Merci bien pour
cette longue branlette cum verbiage et chiffres de F. Lordon (dont je n’ai lu
que la conclusion, ouf !), tout cela pour aboutir à quoi ? Pour aboutir à dire
(après avoir mis le politique entre parenthèses face à l’économique au début du
troisième paragraphe) que la solution n’est que politique puisqu’il conclut
ainsi :
"Car tout est à
inventer et, pour le coup, cette invention institutionnelle étant entièrement
politique, elle revient entièrement au corps politique — en tout cas à aucun
méta-comité d’experts qui dirait comment organiser les comités d’experts. "
Merci donc à M.
Lordon de faire ce point final. Ca va dans le sens de ce que je viens d’écrire
(un peu plus bas). Pas besoin de bla-bla dépassé puisque ce monde est condamné. Il dit :
« Une longue marche sans doute : celle qui cherche à rendre au corps politique les abstractions de la politique économique. »
Mais pourquoi une si longue la marche et pourquoi se compliquer la vie avec des abstractions ? Pour que l’expert puisse à nouveau y trouver plaisir et celui qui a de l’argent ou du pouvoir s’y fourvoyer à nouveau ? Non, pas de ça. Le vrai progrès c’est de simplifier.
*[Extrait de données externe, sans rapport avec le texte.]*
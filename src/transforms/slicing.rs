// Copyright (c) 2024 Mike Tsao

use crate::{
    audio::SampleBuffer,
    error::{Error, Result},
    signals::Signal,
    traits::Transform,
    types::{ChannelSpan, TimeSpan},
};

/// Keeps only a rectangle of the buffer: some channels, some stretch of time.
///
/// Reading past the last channel or past either end in time is an error, with
/// one exception: a mono buffer stands for "the same thing on every channel,"
/// so asking it for channels `0..k` broadcasts it to `k` channels first.
#[derive(Clone, Debug, Default)]
pub struct Slice {
    channels: ChannelSpan,
    time: TimeSpan,
}
impl Slice {
    #[allow(missing_docs)]
    pub fn new(channels: impl Into<ChannelSpan>, time: impl Into<TimeSpan>) -> Self {
        Self {
            channels: channels.into(),
            time: time.into(),
        }
    }
}
impl Transform for Slice {
    fn apply(&self, buffer: &mut SampleBuffer) -> Result<()> {
        if buffer.is_mono() && self.channels.start == 0 {
            if let Some(end) = self.channels.end {
                if end > 1 {
                    buffer.broadcast_mono(end)?;
                }
            }
        }
        let channels = self.channels.resolve(buffer.num_channels())?.indices();
        let times = self
            .time
            .resolve(buffer.len(), buffer.sample_rate())?
            .indices();
        if channels.is_empty() {
            return Err(Error::invalid_argument("slice selects no channels"));
        }
        let sliced: Vec<Vec<f64>> = channels
            .iter()
            .map(|c| {
                let source = &buffer.channels()[*c];
                times.iter().map(|t| source[*t]).collect()
            })
            .collect();
        buffer.replace_channels(sliced)
    }

    fn name(&self) -> &'static str {
        "Slice"
    }
}

/// Writes another signal into a rectangle of the buffer, replacing what was
/// there.
///
/// The inserted signal is realized at the host's sample rate. The target
/// rectangle is silenced first, then the inserted audio is added starting at
/// the rectangle's start. Writes never fail for being out of range: the host
/// grows new channels and new time as needed, and inserted audio longer than
/// the rectangle runs past its end.
#[derive(Clone, Debug)]
pub struct Combine {
    channels: ChannelSpan,
    time: TimeSpan,
    signal: Signal,
}
impl Combine {
    #[allow(missing_docs)]
    pub fn new(
        channels: impl Into<ChannelSpan>,
        time: impl Into<TimeSpan>,
        signal: &Signal,
    ) -> Self {
        Self {
            channels: channels.into(),
            time: time.into(),
            signal: signal.clone(),
        }
    }
}
impl Transform for Combine {
    fn apply(&self, buffer: &mut SampleBuffer) -> Result<()> {
        if self.time.step != 1 {
            return Err(Error::invalid_argument(
                "can't write into a time span with a step",
            ));
        }
        let channels = self.channels.resolve_for_write(buffer.num_channels())?;
        let channels = channels.indices();
        let Some(highest) = channels.iter().max().copied() else {
            return Err(Error::invalid_argument("combine selects no channels"));
        };
        let time = self
            .time
            .resolve_for_write(buffer.len(), buffer.sample_rate())?;

        let mut inserted = self.signal.realize(buffer.sample_rate())?;
        if inserted.is_mono() {
            inserted.broadcast_mono(channels.len())?;
        }
        if inserted.num_channels() != channels.len() {
            return Err(Error::ChannelMismatch {
                expected: channels.len(),
                found: inserted.num_channels(),
            });
        }

        // Inserted audio is placed by its logical time relative to the start
        // of the rectangle. Anything before that start is dropped.
        let inserted_shift = inserted.shift();
        let skip = (-inserted_shift).max(0) as usize;
        let lead = inserted_shift.max(0) as usize;
        let body = inserted.len().saturating_sub(skip);
        let write_end = time.start + lead + body;

        if buffer.num_channels() <= highest {
            if buffer.is_mono() {
                buffer.broadcast_mono(highest + 1)?;
            } else {
                buffer.pad_channels(highest + 1);
            }
        }
        buffer.pad_to_length(time.end.max(write_end));

        let start = time.start;
        let end = time.end;
        for (source, dest) in inserted.channels().iter().zip(channels.iter()) {
            let dest = &mut buffer.channels_mut()[*dest];
            dest[start..end].iter_mut().for_each(|s| *s = 0.0);
            dest[start + lead..write_end]
                .iter_mut()
                .zip(source.iter().skip(skip))
                .for_each(|(d, s)| *d += s);
        }
        Ok(())
    }

    fn name(&self) -> &'static str {
        "Combine"
    }
}

#[cfg(test)]
mod tests {
    use super::*;
    use crate::types::SampleRate;

    fn ramp(channels: usize, len: usize) -> SampleBuffer {
        let m: Vec<Vec<f64>> = (0..channels)
            .map(|c| (0..len).map(|i| (c * 100 + i) as f64).collect())
            .collect();
        SampleBuffer::from_array(&m, SampleRate(1000)).unwrap()
    }

    #[test]
    fn slice_selects_a_rectangle() {
        let mut b = ramp(3, 10);
        Slice::new(1..3, 2..5).apply(&mut b).unwrap();
        assert_eq!(b.num_channels(), 2);
        assert_eq!(b.channel(0), Some([102.0, 103.0, 104.0].as_slice()));
        assert_eq!(b.channel(1), Some([202.0, 203.0, 204.0].as_slice()));
    }

    #[test]
    fn slice_times_are_durations() {
        // 2ms..4ms at 1000 Hz is samples 2..4.
        let mut b = ramp(1, 10);
        Slice::new(.., 2.0..4.0).apply(&mut b).unwrap();
        assert_eq!(b.channel(0), Some([2.0, 3.0].as_slice()));
    }

    #[test]
    fn reversed_slice() {
        let mut b = ramp(1, 1000);
        Slice::new(.., TimeSpan::reversed()).apply(&mut b).unwrap();
        assert_eq!(b.len(), 1000);
        let c = b.channel(0).unwrap();
        for (i, s) in c.iter().enumerate() {
            assert_eq!(*s, (999 - i) as f64);
        }
    }

    #[test]
    fn slice_out_of_range_is_an_error() {
        assert!(Slice::new(0..3, ..).apply(&mut ramp(2, 10)).is_err());
        assert!(Slice::new(.., 5..20).apply(&mut ramp(2, 10)).is_err());
    }

    #[test]
    fn slicing_mono_broadcasts() {
        let mut b = ramp(1, 4);
        Slice::new(0..2, ..).apply(&mut b).unwrap();
        assert_eq!(b.num_channels(), 2);
        assert_eq!(b.channel(0), b.channel(1));
    }

    #[test]
    fn combine_replaces_the_region() {
        let mut b = SampleBuffer::from_samples(&[1.0; 6], SampleRate(1000)).unwrap();
        let insert = Signal::step(2);
        Combine::new(0, 1..4, &insert).apply(&mut b).unwrap();
        assert_eq!(
            b.channel(0),
            Some([1.0, 1.0, 1.0, 0.0, 1.0, 1.0].as_slice())
        );
    }

    #[test]
    fn combine_grows_the_host() {
        let mut b = SampleBuffer::from_array(&[vec![1.0; 3], vec![1.0; 3]], SampleRate(1000))
            .unwrap();
        let insert = Signal::step(4) * 0.5;
        Combine::new(3, TimeSpan::from_start(2), &insert)
            .apply(&mut b)
            .unwrap();
        assert_eq!(b.num_channels(), 4);
        assert_eq!(b.len(), 6);
        assert_eq!(b.channel(0), Some([1.0, 1.0, 1.0, 0.0, 0.0, 0.0].as_slice()));
        assert_eq!(b.channel(2), Some([0.0; 6].as_slice()));
        assert_eq!(b.channel(3), Some([0.0, 0.0, 0.5, 0.5, 0.5, 0.5].as_slice()));
    }
}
Construisons désormais, tant avec le concours du peuple que celui des experts les plus
honnêtes (et non les politiciens corrompus), le système de demain sur des bases très simples, afin que, par la
limpidité et l’équitabilité qu’il procure, chacun puisse y trouver son compte,
sans misère imposée et sans que les uns n’abusent (comme les banques aujourd’hui) d’aucune position stratégique
dans les rouages de ce système pour en profiter en exploitant les autres.